A. J. Sinnamon1, M. G. Neuwirth1, R. L. Hoffman1, D. E. Elder2, X. Xu2, R. R. Kelz1, R. E. Roses1, D. L. Fraker1, G. C. Karakousis1 2Hospital Of The University Of Pennsylvania,Department Of Pathology,Philadelphia, PA, USA 1Hospital Of The Univerity Of Pennsylvania,Endocrine And Oncologic Surgery,Philadelphia, PA, USA
Introduction:
While the association of age with nodal metastases and outcomes in patients with melanoma has been recognized and variably reported upon, the influence of age on nodal positivity in patients with thin melanoma has been less well studied, limited by few events in institutional experiences.
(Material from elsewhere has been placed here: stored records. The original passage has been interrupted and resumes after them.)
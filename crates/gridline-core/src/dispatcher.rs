//! Interaction dispatch: verify, parse, classify, forward.
//!
//! Every request gets exactly one [`Reply`]. Routing and backend failures become ephemeral
//! messages with status 200 so the invoking user sees them; only a bad signature (401) and an
//! unparseable payload (500) surface as HTTP errors. Deferred forwards run as tracked tasks on
//! the [`Lifecycle`] and report failures through a follow-up message.

use std::net::SocketAddr;
use std::sync::Arc;
use std::time::Duration;

use bytes::Bytes;
use ed25519_dalek::{Signature, Verifier, VerifyingKey};
use reqwest::header::{self, HeaderMap, HeaderValue};
use reqwest::StatusCode;
use tracing::field::Empty;
use tracing::{debug, error, info, info_span, instrument, warn, Instrument, Span};

use crate::commands::CommandLookup;
use crate::error::{AuthError, ConfigError, RoutingError, UpstreamError};
use crate::interaction::{
    ephemeral_message, target_service, upstream_error_message, Interaction, InteractionKind,
    DEFERRED_ACK, FORWARD_FAILED_MESSAGE, NOT_READY_MESSAGE, NO_SERVICE_MESSAGE, PONG,
    UNKNOWN_COMMAND_MESSAGE,
};
use crate::lifecycle::Lifecycle;
use crate::platform::FollowUpSender;
use crate::services::AddressResolver;
use crate::version;

pub const SIGNATURE_HEADER: &str = "x-signature-ed25519";
pub const TIMESTAMP_HEADER: &str = "x-signature-timestamp";
pub const JSON: &str = "application/json";

/// Hop-by-hop and framing headers not copied onto the backend request.
const STRIPPED_HEADERS: [header::HeaderName; 4] = [
    header::HOST,
    header::CONTENT_LENGTH,
    header::TRANSFER_ENCODING,
    header::CONNECTION,
];

/// The raw webhook call as the listener received it.
#[derive(Debug, Clone)]
pub struct InboundRequest {
    pub headers: HeaderMap,
    pub body: Bytes,
    pub peer: Option<SocketAddr>,
}

/// What the listener writes back.
#[derive(Debug, Clone, PartialEq)]
pub struct Reply {
    pub status: StatusCode,
    pub content_type: String,
    pub body: Bytes,
}

impl Reply {
    pub fn json(body: impl Into<Bytes>) -> Self {
        Self {
            status: StatusCode::OK,
            content_type: JSON.to_string(),
            body: body.into(),
        }
    }

    pub fn ephemeral(content: &str) -> Self {
        Self::json(ephemeral_message(content).to_string())
    }

    fn error(status: StatusCode, text: &str) -> Self {
        Self {
            status,
            content_type: "text/plain; charset=utf-8".to_string(),
            body: Bytes::from(text.to_string()),
        }
    }
}

/// Where a routed interaction goes.
#[derive(Debug, Clone, PartialEq, Eq)]
pub struct Target {
    pub service: String,
    pub address: String,
}

#[derive(Debug, Clone, PartialEq, Eq)]
pub enum DispatchOutcome {
    Pong,
    ImmediateForward(Target),
    DeferredForward(Target),
}

/// Why an interaction could not be routed.
#[derive(Debug, Clone, PartialEq, Eq)]
pub enum RouteFailure {
    /// An index has not applied its first listing, so absence means nothing yet.
    NotReady(RoutingError),
    UnknownCommand(RoutingError),
    NoAddress { service: String, source: RoutingError },
}

impl RouteFailure {
    pub fn user_message(&self) -> &'static str {
        match self {
            RouteFailure::NotReady(_) => NOT_READY_MESSAGE,
            RouteFailure::UnknownCommand(_) => UNKNOWN_COMMAND_MESSAGE,
            RouteFailure::NoAddress { .. } => NO_SERVICE_MESSAGE,
        }
    }
}

/// Check the detached Ed25519 signature over `timestamp || body`.
pub fn verify_signature(
    key: &VerifyingKey,
    headers: &HeaderMap,
    body: &[u8],
) -> Result<(), AuthError> {
    let signature = headers
        .get(SIGNATURE_HEADER)
        .ok_or(AuthError::MissingHeader(SIGNATURE_HEADER))?;
    let timestamp = headers
        .get(TIMESTAMP_HEADER)
        .ok_or(AuthError::MissingHeader(TIMESTAMP_HEADER))?;

    let raw = hex::decode(signature.as_bytes()).map_err(|_| AuthError::MalformedSignature)?;
    let signature = Signature::from_slice(&raw).map_err(|_| AuthError::MalformedSignature)?;

    let mut message = Vec::with_capacity(timestamp.len() + body.len());
    message.extend_from_slice(timestamp.as_bytes());
    message.extend_from_slice(body);
    key.verify(&message, &signature)
        .map_err(|_| AuthError::BadSignature)
}

fn header_str<'a>(headers: &'a HeaderMap, name: &str) -> Option<&'a str> {
    headers
        .get(name)
        .and_then(|v| v.to_str().ok())
        .map(str::trim)
        .filter(|v| !v.is_empty())
}

/// Caller address, preferring proxy headers over the socket peer.
pub fn client_ip(headers: &HeaderMap, peer: Option<SocketAddr>) -> String {
    if let Some(ip) =
        header_str(headers, "x-real-ip").or_else(|| header_str(headers, "cf-connecting-ip"))
    {
        return ip.to_string();
    }
    let forwarded = header_str(headers, "x-forwarded-for")
        .and_then(|list| list.split(',').map(str::trim).find(|s| !s.is_empty()));
    if let Some(first) = forwarded {
        return first.to_string();
    }
    peer.map(|p| p.ip().to_string())
        .unwrap_or_else(|| "unknown".to_string())
}

/// HTTP client used for backend calls.
pub fn forward_client(timeout: Duration) -> Result<reqwest::Client, ConfigError> {
    Ok(reqwest::Client::builder()
        .timeout(timeout)
        .redirect(reqwest::redirect::Policy::none())
        .user_agent(version::server_header())
        .build()?)
}

struct Inner {
    public_key: VerifyingKey,
    commands: Arc<dyn CommandLookup>,
    services: Arc<dyn AddressResolver>,
    followups: Arc<dyn FollowUpSender>,
    http: reqwest::Client,
    lifecycle: Lifecycle,
}

#[derive(Clone)]
pub struct Dispatcher {
    inner: Arc<Inner>,
}

impl Dispatcher {
    pub fn new(
        public_key: VerifyingKey,
        commands: Arc<dyn CommandLookup>,
        services: Arc<dyn AddressResolver>,
        followups: Arc<dyn FollowUpSender>,
        http: reqwest::Client,
        lifecycle: Lifecycle,
    ) -> Self {
        Self {
            inner: Arc::new(Inner {
                public_key,
                commands,
                services,
                followups,
                http,
                lifecycle,
            }),
        }
    }

    /// Handle one webhook call end to end.
    #[instrument(name = "interaction", skip_all, fields(id = Empty, kind = Empty))]
    pub async fn handle(&self, request: InboundRequest) -> Reply {
        if let Err(err) = verify_signature(&self.inner.public_key, &request.headers, &request.body) {
            warn!(error = %err, ip = %client_ip(&request.headers, request.peer), "rejected interaction signature");
            return Reply::error(StatusCode::UNAUTHORIZED, "invalid request signature");
        }

        let interaction = match Interaction::parse(&request.body) {
            Ok(interaction) => interaction,
            Err(err) => {
                error!(error = %err, "failed to parse interaction");
                return Reply::error(StatusCode::INTERNAL_SERVER_ERROR, "malformed interaction");
            }
        };
        let span = Span::current();
        span.record("id", interaction.id.as_str());
        span.record("kind", interaction.kind.as_str());

        match self.classify(&interaction) {
            Err(failure) => {
                warn!(
                    command = interaction.command_name.as_deref().unwrap_or_default(),
                    custom_id = interaction.custom_id.as_deref().unwrap_or_default(),
                    failure = ?failure,
                    "could not route interaction"
                );
                Reply::ephemeral(failure.user_message())
            }
            Ok(DispatchOutcome::Pong) => {
                info!(ip = %client_ip(&request.headers, request.peer), "ping");
                Reply::json(PONG)
            }
            Ok(DispatchOutcome::ImmediateForward(target)) => {
                self.forward_sync(&target, &request.headers, request.body).await
            }
            Ok(DispatchOutcome::DeferredForward(target)) => {
                self.spawn_deferred(interaction, target, request.headers, request.body);
                Reply::json(DEFERRED_ACK)
            }
        }
    }

    /// Decide how an interaction is answered. Pings touch neither index.
    pub fn classify(&self, interaction: &Interaction) -> Result<DispatchOutcome, RouteFailure> {
        let (service, defer) = match interaction.kind {
            InteractionKind::Ping => return Ok(DispatchOutcome::Pong),
            InteractionKind::ApplicationCommand | InteractionKind::Autocomplete => {
                let name = interaction.command_name.as_deref().unwrap_or_default();
                let command = self
                    .inner
                    .commands
                    .lookup(name)
                    .map_err(|err| match err {
                        RoutingError::NotSynced => RouteFailure::NotReady(err),
                        other => RouteFailure::UnknownCommand(other),
                    })?;
                let defer = command.defer && interaction.kind != InteractionKind::Autocomplete;
                (command.service_name.clone(), defer)
            }
            InteractionKind::MessageComponent | InteractionKind::ModalSubmit => {
                let custom_id = interaction.custom_id.as_deref().unwrap_or_default();
                (target_service(custom_id).to_string(), false)
            }
        };

        let address = self
            .inner
            .services
            .resolve(&service)
            .map_err(|source| match source {
                RoutingError::NotSynced => RouteFailure::NotReady(source),
                source => RouteFailure::NoAddress {
                    service: service.clone(),
                    source,
                },
            })?;
        let target = Target { service, address };
        Ok(if defer {
            DispatchOutcome::DeferredForward(target)
        } else {
            DispatchOutcome::ImmediateForward(target)
        })
    }

    async fn call_backend(
        &self,
        target: &Target,
        headers: &HeaderMap,
        body: Bytes,
    ) -> Result<reqwest::Response, UpstreamError> {
        let mut forwarded = headers.clone();
        for name in STRIPPED_HEADERS.iter() {
            forwarded.remove(name);
        }
        let response = self
            .inner
            .http
            .post(format!("http://{}/", target.address))
            .headers(forwarded)
            .body(body)
            .send()
            .await
            .map_err(|source| UpstreamError::Transport {
                addr: target.address.clone(),
                source,
            })?;

        let status = response.status();
        if !status.is_success() {
            let body = response.text().await.unwrap_or_default();
            return Err(UpstreamError::Status {
                addr: target.address.clone(),
                status,
                body,
            });
        }
        Ok(response)
    }

    async fn forward_sync(&self, target: &Target, headers: &HeaderMap, body: Bytes) -> Reply {
        let response = match self.call_backend(target, headers, body).await {
            Ok(response) => response,
            Err(err) => {
                log_upstream_failure(target, false, &err);
                return Reply::ephemeral(&failure_message(&err));
            }
        };

        let content_type = response
            .headers()
            .get(header::CONTENT_TYPE)
            .and_then(|v: &HeaderValue| v.to_str().ok())
            .filter(|v| !v.is_empty())
            .unwrap_or(JSON)
            .to_string();
        match response.bytes().await {
            Ok(body) => {
                if version::is_debug() {
                    debug!(content_type = %content_type, body = %String::from_utf8_lossy(&body), "relaying response");
                }
                info!(service = %target.service, addr = %target.address, deferred = false, "handled interaction");
                Reply {
                    status: StatusCode::OK,
                    content_type,
                    body,
                }
            }
            Err(err) => {
                error!(service = %target.service, error = %err, "failed to read backend response");
                Reply::ephemeral(FORWARD_FAILED_MESSAGE)
            }
        }
    }

    fn spawn_deferred(
        &self,
        interaction: Interaction,
        target: Target,
        headers: HeaderMap,
        body: Bytes,
    ) {
        let this = self.clone();
        let span = info_span!("deferred", id = %interaction.id, service = %target.service);
        let task = async move {
            match this.call_backend(&target, &headers, body).await {
                Ok(response) => info!(
                    addr = %target.address,
                    deferred = true,
                    status = response.status().as_u16(),
                    "handled interaction"
                ),
                Err(err) => {
                    log_upstream_failure(&target, true, &err);
                    let sent = this
                        .inner
                        .followups
                        .send_followup(&interaction.application_id, &interaction.token, &failure_message(&err))
                        .await;
                    if let Err(err) = sent {
                        error!(error = %err, "failed to send follow-up message");
                    }
                }
            }
        };
        self.inner.lifecycle.spawn("deferred-forward", task.instrument(span));
    }
}

fn failure_message(err: &UpstreamError) -> String {
    match err {
        UpstreamError::Transport { .. } => FORWARD_FAILED_MESSAGE.to_string(),
        UpstreamError::Status { status, .. } => upstream_error_message(*status),
    }
}

fn log_upstream_failure(target: &Target, deferred: bool, err: &UpstreamError) {
    match err {
        UpstreamError::Transport { source, .. } => error!(
            service = %target.service,
            addr = %target.address,
            deferred,
            error = %source,
            "failed to forward request"
        ),
        UpstreamError::Status { status, body, .. } => error!(
            service = %target.service,
            addr = %target.address,
            deferred,
            status = status.as_u16(),
            response = %body,
            "upstream returned error"
        ),
    }
}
Using a large national dataset we study the association of age and nodal positivity in thin melanoma and its implications on current recommendations for sentinel lymph node biopsy in this patient population.
Methods:
Patients with clinical stage I 0.50-1.0mm thin melanoma diagnosed from 2010-2013 who underwent wide excision and had any LNs pathologically evaluated were identified using the National Cancer Data Base (NCDB). Nodes were defined as either positive or negative based on presence of any metastatic disease. Age was categorized as <40 years, 40-64 years, and ≥65 years. Clinicopathologic factors associated with LN positivity were identified using chi-square or Fisher exact method as indicated. Multivariable logistic regression was performed to identify predictors of LN positivity.
Results:
From 2010-2013, 8772 patients underwent wide excision and had evaluation of regional LNs. Of these, 333 were found to have nodal spread, for an overall positivity rate of 3.8%. Median age was 56y (IQR 46-67y) in those with negative LNs and 52y (IQR 41-61y) with LN disease (p<0.001). By multivariable analysis, age≥65 years, thickness≥0.76mm, increasing Clark level, mitoses, ulceration, and acral lentiginous or epithelioid histology were independently associated with LN positivity. Age was found to reliably stratify patients for LN positivity among other high risk features, namely tumor depth, mitogenicity, and ulceration status (figure). Patients <40yo with T1a tumors<0.76mm (who would not generally be recommended SLN biopsy) had LN positivity rate of 5.56% (18/324 patients); conversely, patients ≥65yo with T1b tumors ≥0.76mm (who would generally be recommended for SLN biopsy) demonstrated LN positivity rate of 3.87% (37/956). This pattern remained unchanged if including Clark level IV/V as a worrisome feature in addition to mitogenicity and ulceration.
Conclusion:
Current guidelines for SLN biopsy in patients with thin melanoma focused on tumor variables may be too restrictive in young patients and overly permissive among patients ≥65 years using a 5 percent threshold for LN positivity; patient’s age should be an important factor when counseling these patients for lymph node evaluation.